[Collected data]
^^^^

#[cfg(feature = "serde")]
use serde::{Deserialize, Serialize};

/// Result of evaluating a node for one tick.
///
/// `Running` is the sole suspension mechanism: a node that cannot finish
/// within one tick returns `Running` and is re-entered next tick, with any
/// progress stored as plain node fields.
#[derive(Debug, Clone, Copy, PartialEq, Eq)]
#[cfg_attr(feature = "serde", derive(Serialize, Deserialize))]
pub enum NodeState {
    Running,
    Success,
    Failure,
}

impl Default for NodeState {
    /// `Failure` doubles as the inactive state of a node that has never been
    /// evaluated (or has been reset).
    fn default() -> Self {
        NodeState::Failure
    }
}

impl NodeState {
    /// Swap `Success` and `Failure`; `Running` is indeterminate and passes
    /// through unchanged.
    pub fn inverted(self) -> NodeState {
        match self {
            NodeState::Running => NodeState::Running,
            NodeState::Success => NodeState::Failure,
            NodeState::Failure => NodeState::Success,
        }
    }
}
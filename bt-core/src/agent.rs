/// Agent-side state reachable from leaf nodes.
///
/// The tree passes an `&mut impl AgentContext` through every evaluation
/// unmodified; this trait is the only view the engine has of the host's
/// agent. The core crate intentionally does not prescribe what an agent is;
/// every method has a conservative default so a host implements only the
/// hooks its trees actually use.
pub trait AgentContext {
    /// Display name used in log and warning output.
    fn name(&self) -> &str {
        "agent"
    }

    /// Set a named boolean parameter on the agent's animation controller
    /// (or equivalent). Returns `false` when the agent has no such sink
    /// attached; the calling leaf fails with a warning.
    fn set_flag(&mut self, flag: &str, value: bool) -> bool {
        let _ = (flag, value);
        false
    }

    /// Fire a named one-shot trigger on the agent's animation controller.
    /// Returns `false` when the agent has no such sink attached.
    fn fire_trigger(&mut self, trigger: &str) -> bool {
        let _ = trigger;
        false
    }

    /// Current spendable resource amount, or `None` when the agent carries
    /// no stat block.
    fn resources(&self) -> Option<i64> {
        None
    }
}
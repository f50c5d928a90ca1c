//! Camera for 3D wireframe rendering
//!
//! A yaw/pitch camera, a single-point perspective projection with only a
//! near-plane test, and a first-person fly controller.

use super::math::{rotate_yaw_pitch_roll, Vec2, Vec3};
use crate::input::{buttons, keys, FrameContext};

/// Pitch is clamped to this many radians either side of level
pub const PITCH_LIMIT: f32 = 1.5;

/// Camera state
#[derive(Debug, Clone, Copy, PartialEq)]
pub struct Camera {
    pub position: Vec3,
    pub yaw: f32,
    pub pitch: f32,
}

impl Camera {
    pub fn new(position: Vec3) -> Self {
        Self {
            position,
            yaw: 0.0,
            pitch: 0.0,
        }
    }

    pub fn forward(&self) -> Vec3 {
        Vec3::new(
            self.pitch.cos() * self.yaw.sin(),
            self.pitch.sin(),
            self.pitch.cos() * self.yaw.cos(),
        )
    }

    /// Horizontal right vector (ignores pitch)
    pub fn right(&self) -> Vec3 {
        Vec3::new(self.yaw.cos(), 0.0, -self.yaw.sin())
    }

    pub fn rotate(&mut self, d_yaw: f32, d_pitch: f32) {
        self.yaw += d_yaw;
        self.pitch = (self.pitch + d_pitch).clamp(-PITCH_LIMIT, PITCH_LIMIT);
    }

    /// World point into view space (+Z forward)
    pub fn world_to_view(&self, world: Vec3) -> Vec3 {
        rotate_yaw_pitch_roll(world - self.position, -self.yaw, -self.pitch, 0.0)
    }
}

impl Default for Camera {
    fn default() -> Self {
        Self::new(Vec3::ZERO)
    }
}

/// Perspective parameters
#[derive(Debug, Clone, Copy, PartialEq)]
pub struct Projection {
    /// Vertical field of view in radians
    pub fov_y: f32,
    pub near_plane: f32,
}

impl Projection {
    pub fn new(fov_y: f32, near_plane: f32) -> Self {
        Self { fov_y, near_plane }
    }

    /// Project `world` for a `width x height` viewport. `None` when the
    /// point is at or behind the near plane.
    pub fn project(&self, camera: &Camera, world: Vec3, width: usize, height: usize) -> Option<Vec2> {
        let aspect = width as f32 / height as f32;
        project_point(
            world,
            camera.position,
            camera.yaw,
            camera.pitch,
            self.fov_y,
            aspect,
            self.near_plane,
            width,
            height,
        )
    }
}

/// World point -> screen pixel coordinates.
///
/// View transform is the inverse yaw/pitch rotation about the camera
/// position, followed by the perspective divide and an NDC -> pixel map with
/// Y flipped. No far plane and no side clipping.
#[allow(clippy::too_many_arguments)]
pub fn project_point(
    world: Vec3,
    cam_pos: Vec3,
    yaw: f32,
    pitch: f32,
    fov_y: f32,
    aspect: f32,
    near_plane: f32,
    width: usize,
    height: usize,
) -> Option<Vec2> {
    let view = rotate_yaw_pitch_roll(world - cam_pos, -yaw, -pitch, 0.0);
    if view.z <= near_plane {
        return None;
    }

    let f = 1.0 / (fov_y * 0.5).tan();
    let x_ndc = (view.x * f / aspect) / view.z;
    let y_ndc = (view.y * f) / view.z;

    Some(Vec2::new(
        (x_ndc * 0.5 + 0.5) * width as f32,
        (1.0 - (y_ndc * 0.5 + 0.5)) * height as f32,
    ))
}

/// First-person movement and mouse-look driven by the input snapshot
#[derive(Debug, Clone)]
pub struct FlyController {
    /// World units per second
    pub move_speed: f32,
    /// Radians per pixel of cursor motion
    pub look_sensitivity: f32,
    last_mouse: Option<(f32, f32)>,
}

impl FlyController {
    pub fn new(move_speed: f32, look_sensitivity: f32) -> Self {
        Self {
            move_speed,
            look_sensitivity,
            last_mouse: None,
        }
    }

    /// Forget the previous cursor position (next drag starts fresh)
    pub fn release(&mut self) {
        self.last_mouse = None;
    }

    pub fn update(&mut self, camera: &mut Camera, ctx: &FrameContext) {
        let input = ctx.input;

        if input.is_mouse_down(buttons::RIGHT) && ctx.viewport_hovered {
            let (mx, my) = (input.mouse_x, input.mouse_y);
            if let Some((lx, ly)) = self.last_mouse {
                let dx = mx - lx;
                let dy = my - ly;
                camera.rotate(dx * self.look_sensitivity, -dy * self.look_sensitivity);
            }
            self.last_mouse = Some((mx, my));
        } else {
            self.last_mouse = None;
        }

        let mut speed = self.move_speed;
        if input.is_key_down(keys::LEFT_SHIFT) || input.is_key_down(keys::RIGHT_SHIFT) {
            speed *= 2.0;
        }

        let forward = camera.forward();
        let right = camera.right();
        let up = Vec3::UP;

        let mut movement = Vec3::ZERO;
        if input.is_key_down(keys::W) {
            movement += forward;
        }
        if input.is_key_down(keys::S) {
            movement -= forward;
        }
        if input.is_key_down(keys::D) {
            movement += right;
        }
        if input.is_key_down(keys::A) {
            movement -= right;
        }
        if input.is_key_down(keys::E) {
            movement += up;
        }
        if input.is_key_down(keys::Q) {
            movement -= up;
        }

        if movement.length() > 0.0 {
            camera.position += movement.normalize() * (speed * ctx.dt);
        }
    }
}

impl Default for FlyController {
    fn default() -> Self {
        Self::new(3.0, 0.0025)
    }
}
//! Headless frame export
//!
//! Runs one scene without a window for a fixed number of frames and writes
//! each frame as `frame_NNNN.png`.

use std::fs;
use std::path::{Path, PathBuf};

use indicatif::{ProgressBar, ProgressStyle};
use tracing::info;

use crate::input::{FrameContext, InputState};
use crate::rasterizer::{Color, ExportError, Framebuffer};
use crate::scene::Scene;

#[derive(Debug, Clone)]
pub struct ExportSettings {
    pub frames: u32,
    pub width: i32,
    pub height: i32,
    /// Simulated seconds per frame
    pub dt: f32,
    pub clear_color: Color,
    /// Draw a progress bar on stderr
    pub show_progress: bool,
}

impl Default for ExportSettings {
    fn default() -> Self {
        Self {
            frames: 60,
            width: 320,
            height: 240,
            dt: 1.0 / 60.0,
            clear_color: Color::BLACK,
            show_progress: true,
        }
    }
}

pub fn frame_file_name(index: u32) -> String {
    format!("frame_{:04}.png", index)
}

/// Render `settings.frames` frames of `scene` into `out_dir` (created if
/// missing). Input is an empty snapshot every frame.
pub fn export_frames(
    scene: &mut dyn Scene,
    settings: &ExportSettings,
    out_dir: &Path,
) -> Result<Vec<PathBuf>, ExportError> {
    fs::create_dir_all(out_dir)?;

    let mut fb = Framebuffer::new(settings.width, settings.height);
    if fb.is_empty() {
        return Err(ExportError::EmptyFramebuffer(fb.width(), fb.height()));
    }

    let input = InputState::new();
    let ctx = FrameContext::new(settings.dt, &input, false);

    let pb = if settings.show_progress {
        ProgressBar::new(settings.frames as u64)
    } else {
        ProgressBar::hidden()
    };
    pb.set_style(
        ProgressStyle::default_bar()
            .template("Exporting [{bar:30}] {pos}/{len} {msg}")
            .unwrap_or_else(|_| ProgressStyle::default_bar())
            .progress_chars("█▓░"),
    );
    pb.set_message(scene.name());

    scene.on_enter();
    let mut written = Vec::with_capacity(settings.frames as usize);
    for i in 0..settings.frames {
        fb.clear(settings.clear_color);
        scene.update(&ctx);
        scene.render(&mut fb);

        let path = out_dir.join(frame_file_name(i));
        fb.save_png(&path)?;
        written.push(path);
        pb.inc(1);
    }
    scene.on_exit();

    pb.finish_with_message(format!("{} frames", written.len()));
    info!("Exported {} frame(s) of {} to {}", written.len(), scene.name(), out_dir.display());
    Ok(written)
}
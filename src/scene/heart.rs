//! Pulsing parametric heart curve

use super::{set_bool, set_color, set_float, Control, ControlValue, Scene};
use crate::input::FrameContext;
use crate::rasterizer::{radians, Color, Framebuffer, Vec2};
use std::f32::consts::TAU;
use tracing::info;

/// Parameter step between curve samples
const CURVE_STEP: f32 = 0.0001;
/// Pulse phase advance in degrees per second
const PULSE_DEG_PER_SEC: f32 = 60.0;

/// Samples of `x = 16 sin³t, y = 13 cos t - 5 cos 2t - 2 cos 3t - cos 4t`
/// for `t` in `[0, 2π)`
pub fn heart_curve(step: f32) -> Vec<Vec2> {
    if step <= 0.0 {
        return Vec::new();
    }
    let count = (TAU / step).ceil() as usize;
    (0..count)
        .map(|i| {
            let t = i as f32 * step;
            let s = t.sin();
            Vec2::new(
                16.0 * s * s * s,
                13.0 * t.cos() - 5.0 * (2.0 * t).cos() - 2.0 * (3.0 * t).cos() - (4.0 * t).cos(),
            )
        })
        .collect()
}

pub struct HeartScene {
    points: Vec<Vec2>,
    time: f32,
    /// Screen position; `None` until the first render picks the centre
    position: Option<Vec2>,
    pub base_scale: f32,
    pub amplitude: f32,
    pub rotate: bool,
    pub color: Color,
    phase_deg: f32,
}

impl HeartScene {
    pub fn new() -> Self {
        Self {
            points: heart_curve(CURVE_STEP),
            time: 0.0,
            position: None,
            base_scale: 5.0,
            amplitude: 5.0,
            rotate: false,
            color: Color::WHITE,
            phase_deg: 0.0,
        }
    }

    /// Current pulse angle in degrees, wrapped to one turn
    pub fn phase_deg(&self) -> f32 {
        (PULSE_DEG_PER_SEC * self.time) % 360.0
    }

    /// Base scale plus `amplitude * (sin(phase) + 1) / 2`
    pub fn current_scale(&self) -> f32 {
        let range = (radians(self.phase_deg()).sin() + 1.0) * 0.5;
        self.amplitude * range + self.base_scale
    }

    pub fn position(&self) -> Option<Vec2> {
        self.position
    }
}

impl Default for HeartScene {
    fn default() -> Self {
        Self::new()
    }
}

impl Scene for HeartScene {
    fn name(&self) -> &'static str {
        "Heart"
    }

    fn on_enter(&mut self) {
        self.position = None;
    }

    fn reset(&mut self) {
        self.time = 0.0;
    }

    fn update(&mut self, ctx: &FrameContext) {
        self.time += ctx.dt;
    }

    fn render(&mut self, fb: &mut Framebuffer) {
        let position = match self.position {
            Some(p) => p,
            None => {
                let (w, h) = (fb.width(), fb.height());
                info!("Heart centred for {}x{}", w, h);
                let p = Vec2::new(w as f32 * 0.5, h as f32 * 0.5);
                self.position = Some(p);
                p
            }
        };
        if fb.is_empty() {
            return;
        }

        self.phase_deg = self.phase_deg();
        let scale = self.current_scale();
        let (s, c) = radians(self.phase_deg).sin_cos();
        let table = fb.quantize_table();
        let pixel = table.pixel(self.color);

        for &v in &self.points {
            let v = if self.rotate {
                Vec2::new(v.x * c - v.y * s, v.x * s + v.y * c)
            } else {
                v
            };
            let p = v * scale + position;
            fb.put_pixel_raw(p.x as i32, p.y as i32, pixel);
        }
    }

    fn describe_controls(&self) -> Vec<Control> {
        let position = self.position.unwrap_or(Vec2::ZERO);
        vec![
            Control::readout("Degree", self.phase_deg),
            Control::drag("Position X", position.x),
            Control::drag("Position Y", position.y),
            Control::drag("Scale", self.base_scale),
            Control::drag("Amplitude", self.amplitude),
            Control::toggle("Is Active Rotation", self.rotate),
            Control::color("Color", self.color),
        ]
    }

    fn set_control(&mut self, name: &str, value: ControlValue) -> bool {
        match name {
            "Position X" | "Position Y" => {
                let Some(v) = value.as_float() else {
                    return false;
                };
                let mut p = self.position.unwrap_or(Vec2::ZERO);
                if name == "Position X" {
                    p.x = v;
                } else {
                    p.y = v;
                }
                self.position = Some(p);
                true
            }
            "Scale" => set_float(&mut self.base_scale, value),
            "Amplitude" => set_float(&mut self.amplitude, value),
            "Is Active Rotation" => set_bool(&mut self.rotate, value),
            "Color" => set_color(&mut self.color, value),
            _ => false,
        }
    }
}

#[cfg(test)]
mod tests {
    use super::*;
    use crate::input::InputState;

    #[test]
    fn test_curve_shape() {
        let pts = heart_curve(0.01);
        assert_eq!(pts.len(), 629);
        // t = 0: x = 0, y = 13 - 5 - 2 - 1
        assert!(pts[0].x.abs() < 1e-6);
        assert!((pts[0].y - 5.0).abs() < 1e-5);
        let max_x = pts.iter().map(|p| p.x).fold(f32::MIN, f32::max);
        assert!((max_x - 16.0).abs() < 1e-2);
    }

    #[test]
    fn test_invalid_step_is_empty() {
        assert!(heart_curve(0.0).is_empty());
    }

    #[test]
    fn test_pulse_scale_range() {
        let input = InputState::new();
        let mut scene = HeartScene::new();
        // sin(0) = 0: halfway
        assert!((scene.current_scale() - 7.5).abs() < 1e-4);
        // 1.5 s -> 90 degrees: peak
        scene.update(&FrameContext::new(1.5, &input, false));
        assert!((scene.current_scale() - 10.0).abs() < 1e-4);
        // 4.5 s -> 270 degrees: trough
        scene.update(&FrameContext::new(3.0, &input, false));
        assert!((scene.current_scale() - 5.0).abs() < 1e-3);
    }

    #[test]
    fn test_position_from_first_render() {
        let mut scene = HeartScene::new();
        scene.on_enter();
        let mut fb = Framebuffer::new(320, 200);
        scene.render(&mut fb);
        assert_eq!(scene.position(), Some(Vec2::new(160.0, 100.0)));

        // Later resizes keep the chosen position
        fb.resize(640, 480);
        scene.render(&mut fb);
        assert_eq!(scene.position(), Some(Vec2::new(160.0, 100.0)));

        scene.on_enter();
        assert_eq!(scene.position(), None);
    }

    #[test]
    fn test_renders_curve_pixels() {
        let mut scene = HeartScene::new();
        let mut fb = Framebuffer::new(320, 240);
        scene.render(&mut fb);
        // Top of the heart at t = 0: (160, 120 + 5 * 7.5)
        assert_eq!(fb.pixel(160, 157).map(|p| p.r), Some(255));
    }
}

^^^^

» **Your assignment**: Look back at the data above. Transcribe exactly the lines starting at the line that contains "impl Default for NodeState" and ending at the line that contains "filename bt-core/src/agent.rs".

» **Solved exercise**:
impl Default for NodeState {
    /// `Failure` doubles as the inactive state of a node that has never been
    /// evaluated (or has been reset).
    fn default() -> Self {
        NodeState::Failure
    }
}

impl NodeState {
    /// Swap `Success` and `Failure`; `Running` is indeterminate and passes
    /// through unchanged.
    pub fn inverted(self) -> NodeState {
        match self {
            NodeState::Running => NodeState::Running,
            NodeState::Success => NodeState::Failure,
            NodeState::Failure => NodeState::Success,
        }
    }
}
filename bt-core/src/agent.rs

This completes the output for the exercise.